Publication Title
Audio subtitles or spoken subtitles/captions. An ecological media accessibility service
Publication Type
Book chapter
Title of edited book
Translation Studies and Information Technology - New Pathways for Researchers, Teachers and Professionals
Year of publication
2020
Pages
155-167
City
Language(s)

English

Modalities
Abstract
Subtitles are the most common and versatile access media service across platforms, languages, and technologies. Subtitles, which traditionally were between languages, have now expanded to same language subtitles, subtitles for the deaf and hard of hearing, and verbatim transcriptions. The production of subtitles has also changed greatly from the manual production with a subtitle editor, to respeaking, stenography, velotype, and the many possibilities offered by machine translation and crowdsourcing. Subtitles can be read on the main or on a secondary screen, in a wearable, as the mobile phone, intelligent glasses or a head mounted device for XR (eXtended Reality) environments. Finally, subtitles can become a hybrid access service when are generated with Easy-to-Read guidelines, or are read aloud. This last case is the objective of study in this article: spoken or audio subtitles (AST). In the first section, an introduction will serve as a state of the art regarding audio subtitle literature in the field of Audiovisual Translation or Media Accessibility.

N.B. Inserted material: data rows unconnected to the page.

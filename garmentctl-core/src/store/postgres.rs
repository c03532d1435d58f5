//! Garment repository backed by PostgreSQL
//!
//! Every statement is parameterized with positional placeholders.
//! Counts come back as `BIGINT` (`i64`), the native type of `count(*)`.

use async_trait::async_trait;
use sqlx::PgPool;
use tracing::debug;

use super::{GarmentStore, StoreError};
use crate::model::{Gender, GenderCount, NewGarment, Season};

/// Garment repository
pub struct GarmentRepo<'a> {
    pool: &'a PgPool,
}

impl<'a> GarmentRepo<'a> {
    pub fn new(pool: &'a PgPool) -> Self {
        Self { pool }
    }

    async fn count(&self, sql: &'static str, binds: &[&str]) -> Result<i64, StoreError> {
        let mut query = sqlx::query_scalar::<_, i64>(sql);
        for value in binds {
            query = query.bind(*value);
        }
        let count = query.fetch_one(self.pool).await?;
        debug!(sql, ?binds, count, "count");
        Ok(count)
    }
}

#[async_trait]
impl<'a> GarmentStore for GarmentRepo<'a> {
    async fn count_all(&self) -> Result<i64, StoreError> {
        self.count("select count(*) from garment", &[]).await
    }

    async fn count_by_season(&self, season: Season) -> Result<i64, StoreError> {
        self.count(
            "select count(*) from garment where season = $1",
            &[season.as_str()],
        )
        .await
    }

    async fn count_by_season_and_gender(
        &self,
        season: Season,
        gender: Gender,
    ) -> Result<i64, StoreError> {
        self.count(
            "select count(*) from garment where season = $1 and gender = $2",
            &[season.as_str(), gender.as_str()],
        )
        .await
    }

    async fn count_by_gender(&self, gender: Gender) -> Result<i64, StoreError> {
        self.count(
            "select count(*) from garment where gender = $1",
            &[gender.as_str()],
        )
        .await
    }

    async fn change_gender(
        &self,
        description: &str,
        from: Gender,
        to: Gender,
    ) -> Result<(), StoreError> {
        let result =
            sqlx::query("update garment set gender = $1 where gender = $2 and description = $3")
                .bind(to.as_str())
                .bind(from.as_str())
                .bind(description)
                .execute(self.pool)
                .await?;

        match result.rows_affected() {
            1 => Ok(()),
            actual => Err(StoreError::RowCount {
                expected: 1,
                actual,
            }),
        }
    }

    async fn gender_of(&self, description: &str) -> Result<Gender, StoreError> {
        let rows: Vec<String> =
            sqlx::query_scalar("select gender from garment where description = $1")
                .bind(description)
                .fetch_all(self.pool)
                .await?;

        match rows.as_slice() {
            [gender] => Ok(gender.parse::<Gender>()?),
            [] => Err(StoreError::not_found(description)),
            many => Err(StoreError::RowCount {
                expected: 1,
                actual: many.len() as u64,
            }),
        }
    }

    async fn insert(&self, garment: &NewGarment) -> Result<(), StoreError> {
        sqlx::query(
            r#"
            insert into garment (description, img, season, gender, price)
            values ($1, $2, $3, $4, $5::numeric)
            "#,
        )
        .bind(&garment.description)
        .bind(&garment.img)
        .bind(garment.season.as_str())
        .bind(garment.gender.as_str())
        .bind(&garment.price)
        .execute(self.pool)
        .await?;

        debug!(description = %garment.description, "inserted garment");
        Ok(())
    }

    async fn group_by_gender(&self) -> Result<Vec<GenderCount>, StoreError> {
        let rows: Vec<(String, i64)> = sqlx::query_as(
            "select gender, count(*) from garment group by gender order by gender asc",
        )
        .fetch_all(self.pool)
        .await?;

        rows.into_iter()
            .map(|(gender, count)| -> Result<GenderCount, StoreError> {
                Ok(GenderCount::new(gender.parse::<Gender>()?, count))
            })
            .collect()
    }

    async fn delete_by_gender(&self, gender: Gender) -> Result<u64, StoreError> {
        let result = sqlx::query("delete from garment where gender = $1")
            .bind(gender.as_str())
            .execute(self.pool)
            .await?;
        Ok(result.rows_affected())
    }

    async fn delete_all(&self) -> Result<u64, StoreError> {
        let result = sqlx::query("delete from garment")
            .execute(self.pool)
            .await?;
        Ok(result.rows_affected())
    }

    async fn execute_script(&self, sql: &str) -> Result<(), StoreError> {
        sqlx::raw_sql(sql).execute(self.pool).await?;
        Ok(())
    }

    async fn close(&self) {
        self.pool.close().await;
    }
}

#[cfg(test)]
mod tests {
    use super::*;
    use crate::store::create_pool;

    // Integration tests - run with DATABASE_URL set
    // cargo test -p garmentctl-core -- --ignored

    #[tokio::test]
    #[ignore = "requires database"]
    async fn change_gender_requires_matching_prior_gender() {
        let url = std::env::var("DATABASE_URL").expect("DATABASE_URL required");
        let pool = create_pool(&url).await.expect("pool creation failed");
        let repo = GarmentRepo::new(&pool);

        repo.execute_script(include_str!("../../../sql/schema.sql"))
            .await
            .expect("schema failed");
        repo.delete_all().await.expect("delete failed");
        repo.insert(&NewGarment::new(
            "Grey hoodie",
            "hoodie-128x128-455124.png",
            Season::AllSeason,
            Gender::Male,
            "399.99",
        ))
        .await
        .expect("insert failed");

        let err = repo
            .change_gender("Grey hoodie", Gender::Female, Gender::Unisex)
            .await
            .unwrap_err();
        assert!(matches!(err, StoreError::RowCount { actual: 0, .. }));

        repo.change_gender("Grey hoodie", Gender::Male, Gender::Unisex)
            .await
            .expect("update failed");
        assert_eq!(repo.gender_of("Grey hoodie").await.unwrap(), Gender::Unisex);

        repo.close().await;
    }
}
//! Structured error types for garmentctl-core.
//!
//! Run-level failures only. A failing step is not an error here: it is
//! recorded in the step's report and the pipeline moves on.

use std::io;
use std::path::PathBuf;
use std::time::Duration;

use thiserror::Error;

use crate::seed::SeedError;
use crate::store::StoreError;

#[derive(Error, Debug)]
pub enum HarnessError {
    /// Missing or malformed run configuration
    #[error("Configuration error: {reason}")]
    Config { reason: String },

    /// Seed script, schema or config file could not be read
    #[error("Failed to read {path:?}: {source}")]
    Io { path: PathBuf, source: io::Error },

    #[error("Invalid seed script: {0}")]
    Seed(#[from] SeedError),

    /// Fixture reset failed; nothing after it can run
    #[error("Fixture reset failed: {source}")]
    Fixture { source: StoreError },

    /// Store became unusable mid-run
    #[error("Database error: {0}")]
    Store(#[from] StoreError),

    /// A step left the store unusable; later steps were skipped
    #[error("Run aborted at step '{step}': {reason}")]
    Aborted { step: String, reason: String },

    #[error("Run exceeded timeout of {timeout:?}")]
    Timeout { timeout: Duration },
}

pub type Result<T> = std::result::Result<T, HarnessError>;

impl HarnessError {
    pub fn config(reason: impl Into<String>) -> Self {
        Self::Config {
            reason: reason.into(),
        }
    }

    pub fn io(path: impl Into<PathBuf>, source: io::Error) -> Self {
        Self::Io {
            path: path.into(),
            source,
        }
    }

    pub fn fixture(source: StoreError) -> Self {
        Self::Fixture { source }
    }

    pub fn aborted(step: impl Into<String>, reason: impl Into<String>) -> Self {
        Self::Aborted {
            step: step.into(),
            reason: reason.into(),
        }
    }

    pub fn timeout(timeout: Duration) -> Self {
        Self::Timeout { timeout }
    }
}

#[cfg(test)]
mod tests {
    use super::*;

    #[test]
    fn config_error_display() {
        let err = HarnessError::config("DATABASE_URL not set");
        assert_eq!(err.to_string(), "Configuration error: DATABASE_URL not set");
    }

    #[test]
    fn timeout_display_includes_duration() {
        let err = HarnessError::timeout(Duration::from_secs(5));
        assert_eq!(err.to_string(), "Run exceeded timeout of 5s");
    }

    #[test]
    fn store_error_converts() {
        let err: HarnessError = StoreError::not_found("Red hooded jacket").into();
        assert!(matches!(err, HarnessError::Store(_)));
    }
}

Most research has focused at audio subtitles for movies from a descriptive approach, with a growing interest in multilanguage movies. Little has been written regarding the technology towards the generation of audio subtitles and the many workflows allowing for a versatile audio subtitle service in many presentations. This will be the content of the second part of the article. After looking at some possible use cases, it will look at existing solutions for three very different situations. The third part of the article will summarise existing requirements looking to widen the use cases, taking advantage of existing technology. The final section will look at possible future applications, and avenues for research.